Range to output from the entries below: the line containing "pub enum InteractionEvent" through the line containing "pub fn channel_id(&self)". Set it down exactly, ends included, nothing else.

**INPUT RECORDS**:
*-*-*
pub mod discord;
pub mod event_loop;
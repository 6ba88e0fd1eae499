pub mod chat_event;
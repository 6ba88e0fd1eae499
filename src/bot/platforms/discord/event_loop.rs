use std::sync::{atomic::{AtomicBool, Ordering}, Arc};

use async_trait::async_trait;
use serenity::all::{Context, EventHandler, Guild, Interaction, Message, Ready};
use tokio::sync::mpsc::UnboundedSender;
use tracing::{debug, info, warn};

use crate::bot::{
    chat_event::chat_event::ChatEvent,
    commands::CommandRegistry,
    platforms::discord::discord::{map_interaction, map_message, SerenityClient},
    state::def::RuntimeMode,
};

/// Forwards gateway events into the dispatch channel.
pub struct GatewayHandler {
    pub tx: UnboundedSender<ChatEvent>,
    pub client: Arc<SerenityClient>,
    pub registry: Arc<CommandRegistry>,
    pub mode: RuntimeMode,
    published: AtomicBool,
}

impl GatewayHandler {
    pub fn new(tx: UnboundedSender<ChatEvent>, client: Arc<SerenityClient>, registry: Arc<CommandRegistry>, mode: RuntimeMode) -> Self {
        Self { tx, client, registry, mode, published: AtomicBool::new(false) }
    }

    fn forward(&self, event: ChatEvent) {
        if self.tx.send(event).is_err() {
            warn!("Dispatch channel closed, dropping event");
        }
    }
}

#[async_trait]
impl EventHandler for GatewayHandler {
    async fn ready(&self, _ctx: Context, ready: Ready) {
        info!("{} is connected in {} mode", ready.user.name, self.mode);
        self.client.on_ready(ready.user.id, ready.guilds.iter().map(|g| g.id).collect()).await;

        // Reconnects fire ready again; schemas only need one push per process
        if self.published.swap(true, Ordering::SeqCst) {
            return;
        }

        let scopes = self.registry.publish_schemas(&*self.client, self.mode).await;
        info!("Published application commands to {} scope(s)", scopes);
    }

    async fn guild_create(&self, _ctx: Context, guild: Guild, _is_new: Option<bool>) {
        debug!("Guild available: {} ({})", guild.name, guild.id);
        self.client.add_guild(guild.id).await;
    }

    async fn message(&self, _ctx: Context, msg: Message) {
        self.forward(map_message(&msg));
    }

    async fn interaction_create(&self, _ctx: Context, interaction: Interaction) {
        match map_interaction(&interaction) {
            Some(event) => self.forward(event),
            None => debug!("Ignoring interaction of kind {:?}", interaction.kind()),
        }
    }
}
pub mod permissions;
use core::fmt;

use serenity::all::{ChannelId, GuildId, InteractionId, MessageId, RoleId, UserId};

/// Every inbound event the dispatcher understands.
#[derive(Debug, Clone)]
pub enum ChatEvent {
    Message(MessageEvent),
    Interaction(InteractionEvent),
}

#[derive(Debug, Clone)]
pub enum InteractionEvent {
    Command(CommandInvocation),
    Component(ComponentActivation),
}

#[derive(Debug, Clone, PartialEq, Eq)]
pub struct Invoker {
    pub user_id: UserId,
    pub roles: Vec<RoleId>,
    pub bot: bool,
}

#[derive(Debug, Clone)]
pub struct MessageEvent {
    pub id: MessageId,
    pub guild_id: Option<GuildId>,
    pub channel_id: ChannelId,
    pub author: Invoker,
    pub content: String,
}

/// What is needed to answer an interaction after the fact.
#[derive(Debug, Clone)]
pub struct InteractionRef {
    pub id: InteractionId,
    pub token: String,
    pub guild_id: Option<GuildId>,
    pub channel_id: ChannelId,
    pub invoker: Invoker,
}

#[derive(Debug, Clone)]
pub struct CommandInvocation {
    pub interaction: InteractionRef,
    pub name: String,
    pub options: Vec<InteractionOption>,
}

#[derive(Debug, Clone)]
pub struct ComponentActivation {
    pub interaction: InteractionRef,
    pub custom_id: String,
}

#[derive(Debug, Clone, PartialEq)]
pub struct InteractionOption {
    pub name: String,
    pub value: OptionValue,
}

#[derive(Debug, Clone, PartialEq)]
pub enum OptionValue {
    Int(i64),
    Number(f64),
    String(String),
    Bool(bool),
    User(UserId),
    Channel(ChannelId),
    Role(RoleId),
    /// Sub-command or sub-command group carrying its own options.
    Nested(Vec<InteractionOption>),
    Unsupported,
}

/// The event a handler was invoked from. Exactly one of the two.
#[derive(Debug, Clone)]
pub enum EventOrigin {
    Message(MessageEvent),
    Interaction(InteractionRef),
}

impl EventOrigin {
    pub fn guild_id(&self) -> Option<GuildId> {
        match self {
            EventOrigin::Message(m) => m.guild_id,
            EventOrigin::Interaction(i) => i.guild_id,
        }
    }

    pub fn channel_id(&self) -> ChannelId {
        match self {
            EventOrigin::Message(m) => m.channel_id,
            EventOrigin::Interaction(i) => i.channel_id,
        }
    }

    pub fn invoker(&self) -> &Invoker {
        match self {
            EventOrigin::Message(m) => &m.author,
            EventOrigin::Interaction(i) => &i.invoker,
        }
    }
}

impl InteractionOption {
    pub fn new(name: impl Into<String>, value: OptionValue) -> Self {
        Self { name: name.into(), value }
    }
}

impl fmt::Display for OptionValue {
    fn fmt(&self, f: &mut fmt::Formatter<'_>) -> fmt::Result {
        match self {
            OptionValue::Int(v) => write!(f, "{v}"),
            OptionValue::Number(v) => write!(f, "{v}"),
            OptionValue::String(v) => write!(f, "{v}"),
            OptionValue::Bool(v) => write!(f, "{v}"),
            OptionValue::User(id) => write!(f, "<@{id}>"),
            OptionValue::Channel(id) => write!(f, "<#{id}>"),
            OptionValue::Role(id) => write!(f, "<@&{id}>"),
            OptionValue::Nested(opts) => write!(f, "[{} options]", opts.len()),
            OptionValue::Unsupported => write!(f, "?"),
        }
    }
}
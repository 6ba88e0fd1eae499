use once_cell::sync::Lazy;
use regex::Regex;
use serenity::all::UserId;

use crate::bot::{commands::commands::normalize, guild::guild::GuildConfig};

static MENTION_PREFIX: Lazy<Regex> = Lazy::new(|| Regex::new(r"^<@!?(\d+)>\s*").unwrap());

#[derive(Debug, Clone, PartialEq, Eq)]
pub struct Invocation {
    /// Normalized; still needs alias resolution.
    pub trigger: String,
    pub remainder: String,
}

/// Recognizes `<prefix><trigger> ...` or `@bot <trigger> ...`.
pub fn extract_command(cfg: &GuildConfig, bot_id: Option<UserId>, content: &str) -> Option<Invocation> {
    let content = content.trim_start();

    let rest = if let Some(rest) = content.strip_prefix(cfg.prefix.as_str()) {
        rest
    } else if let Some(caps) = MENTION_PREFIX.captures(content) {
        let mentioned = caps.get(1)?.as_str().parse::<u64>().ok()?;
        if bot_id.map(UserId::get) != Some(mentioned) {
            return None;
        }
        &content[caps.get(0)?.end()..]
    } else {
        return None;
    };

    let (trigger, remainder) = match rest.split_once(char::is_whitespace) {
        Some((trigger, remainder)) => (trigger, remainder.trim()),
        None => (rest, ""),
    };

    if trigger.is_empty() {
        return None;
    }

    Some(Invocation { trigger: normalize(trigger), remainder: remainder.to_string() })
}
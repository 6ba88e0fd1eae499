use serenity::all::ChannelId;

use crate::bot::{
    arguments::arguments::{ArgInfo, ArgType},
    commands::{commands::{Command, CommandInfo, MODERATION, UTILITY}, RegistryBuilder},
    permissions::permissions::PermissionLevel,
};

/// Registers the built-in commands and asks for their interaction schemas.
pub fn register(builder: &mut RegistryBuilder) {
    for command in [ping_command(), help_command(), config_command()] {
        builder.register_interaction_schema(&command.info);
        builder.register(command);
    }

    builder
        .register_child(config_get_command())
        .register_child(config_set_command())
        .register_child(config_unpublish_command());
}

pub fn ping_command() -> Command {
    let info = CommandInfo::new("ping", "Check that the bot is alive").aliases(["pong"]).group(UTILITY).public().typing();
    Command::new(info, |ctx| {
        Box::pin(async move {
            ctx.reply("Pong!").await
        })
    })
}

pub fn help_command() -> Command {
    let info = CommandInfo::new("help", "List commands or describe one")
        .aliases(["commands"])
        .public()
        .arg(ArgInfo::new("command", ArgType::String, "Command to describe"));

    Command::new(info, |ctx| {
        Box::pin(async move {
            let commands = ctx.registry.list_public_info();
            let prefix = ctx.guild.config().await.prefix;

            let text = match ctx.args.string("command") {
                Some(name) => match ctx.registry.resolve(name) {
                    Some(cmd) => {
                        let mut text = format!("**{}{}** ({}): {}", prefix, cmd.info.trigger, cmd.info.group, cmd.info.description);
                        let aliases: Vec<&str> = cmd.info.aliases.iter().filter(|a| **a != cmd.info.trigger).map(String::as_str).collect();
                        if !aliases.is_empty() {
                            text.push_str(&format!("\nAliases: {}", aliases.join(", ")));
                        }
                        for arg in &cmd.info.arguments {
                            let req = if arg.required { "required" } else { "optional" };
                            text.push_str(&format!("\n`{}` {} ({}): {}", arg.name, arg.kind, req, arg.description));
                        }
                        text
                    }
                    None => format!("No command named '{}'", name),
                },
                None => {
                    let mut visible: Vec<_> = commands.values().filter(|c| c.public).collect();
                    visible.sort_by(|a, b| a.trigger.cmp(&b.trigger));
                    let lines: Vec<String> = visible.iter().map(|c| format!("{}{} - {}", prefix, c.trigger, c.description)).collect();
                    format!("Available commands:\n{}", lines.join("\n"))
                }
            };

            ctx.reply(&text).await
        })
    })
}

pub fn config_command() -> Command {
    let info = CommandInfo::new("config", "Show or change this server's bot settings").group(MODERATION).public().parent();
    Command::new(info, |ctx| {
        Box::pin(async move {
            let prefix = ctx.guild.config().await.prefix;
            ctx.reply(&format!("Usage: {p}config get | {p}config set <prefix|channel> <value>", p = prefix)).await
        })
    })
}

pub fn config_get_command() -> Command {
    let info = CommandInfo::new("get", "Show the current settings").child_of("config").public();
    Command::new(info, |ctx| {
        Box::pin(async move {
            let cfg = ctx.guild.config().await;
            let channel = cfg.response_channel_id.map(|c| format!("<#{}>", c)).unwrap_or_else(|| "same channel".to_string());
            ctx.reply(&format!("Prefix: `{}`\nResponses: {}\nModerators: {}", cfg.prefix, channel, cfg.moderators.len())).await
        })
    })
}

pub fn config_set_command() -> Command {
    let info = CommandInfo::new("set", "Change a setting")
        .child_of("config")
        .arg(ArgInfo::new("key", ArgType::String, "Setting to change").required().choices(["prefix", "channel"]))
        .arg(ArgInfo::new("value", ArgType::String, "New value, or 'none' to clear the channel").required());

    Command::new(info, |ctx| {
        Box::pin(async move {
            if !ctx.invoker_has(PermissionLevel::Moderator).await {
                return ctx.reply("Only moderators can change settings").await;
            }

            let (Some(key), Some(value)) = (ctx.args.string("key"), ctx.args.string("value")) else {
                return ctx.reply("Usage: config set <prefix|channel> <value>").await;
            };

            match key {
                "prefix" => {
                    let prefix = value.trim().to_string();
                    if prefix.is_empty() || prefix.chars().any(char::is_whitespace) {
                        return ctx.reply("Prefix must be non-empty and contain no spaces").await;
                    }
                    ctx.guild.update(|cfg| cfg.prefix = prefix.clone()).await;
                    ctx.reply(&format!("Prefix set to `{}`", prefix)).await
                }
                "channel" => {
                    let channel = if value.eq_ignore_ascii_case("none") {
                        None
                    } else {
                        match parse_channel(value) {
                            Some(id) => Some(id),
                            None => return ctx.reply("Expected a channel mention or 'none'").await,
                        }
                    };
                    ctx.guild.update(|cfg| cfg.response_channel_id = channel).await;
                    ctx.reply("Response channel updated").await
                }
                other => ctx.reply(&format!("Unknown setting '{}'", other)).await,
            }
        })
    })
}

/// Removes this guild's application commands. Bot admins only.
pub fn config_unpublish_command() -> Command {
    let info = CommandInfo::new("unpublish", "Remove this server's slash commands").child_of("config");
    Command::new(info, |ctx| {
        Box::pin(async move {
            if !ctx.invoker_has(PermissionLevel::Admin).await {
                return Ok(());
            }
            let Some(guild) = ctx.guild.id else {
                return ctx.reply("Only available in a server").await;
            };

            let deleted = ctx.registry.clear_guild_schemas(ctx.client.as_ref(), guild).await;
            ctx.reply(&format!("Removed {} application commands", deleted)).await
        })
    })
}

fn parse_channel(raw: &str) -> Option<ChannelId> {
    let digits = raw.trim().trim_start_matches("<#").trim_end_matches('>');
    digits.parse::<u64>().ok().filter(|id| *id != 0).map(ChannelId::new)
}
*-*-*
**ANSWER BOX**:
pub enum InteractionEvent {
    Command(CommandInvocation),
    Component(ComponentActivation),
}

#[derive(Debug, Clone, PartialEq, Eq)]
pub struct Invoker {
    pub user_id: UserId,
    pub roles: Vec<RoleId>,
    pub bot: bool,
}

#[derive(Debug, Clone)]
pub struct MessageEvent {
    pub id: MessageId,
    pub guild_id: Option<GuildId>,
    pub channel_id: ChannelId,
    pub author: Invoker,
    pub content: String,
}

/// What is needed to answer an interaction after the fact.
#[derive(Debug, Clone)]
pub struct InteractionRef {
    pub id: InteractionId,
    pub token: String,
    pub guild_id: Option<GuildId>,
    pub channel_id: ChannelId,
    pub invoker: Invoker,
}

#[derive(Debug, Clone)]
pub struct CommandInvocation {
    pub interaction: InteractionRef,
    pub name: String,
    pub options: Vec<InteractionOption>,
}

#[derive(Debug, Clone)]
pub struct ComponentActivation {
    pub interaction: InteractionRef,
    pub custom_id: String,
}

#[derive(Debug, Clone, PartialEq)]
pub struct InteractionOption {
    pub name: String,
    pub value: OptionValue,
}

#[derive(Debug, Clone, PartialEq)]
pub enum OptionValue {
    Int(i64),
    Number(f64),
    String(String),
    Bool(bool),
    User(UserId),
    Channel(ChannelId),
    Role(RoleId),
    /// Sub-command or sub-command group carrying its own options.
    Nested(Vec<InteractionOption>),
    Unsupported,
}

/// The event a handler was invoked from. Exactly one of the two.
#[derive(Debug, Clone)]
pub enum EventOrigin {
    Message(MessageEvent),
    Interaction(InteractionRef),
}

impl EventOrigin {
    pub fn guild_id(&self) -> Option<GuildId> {
        match self {
            EventOrigin::Message(m) => m.guild_id,
            EventOrigin::Interaction(i) => i.guild_id,
        }
    }

    pub fn channel_id(&self) -> ChannelId {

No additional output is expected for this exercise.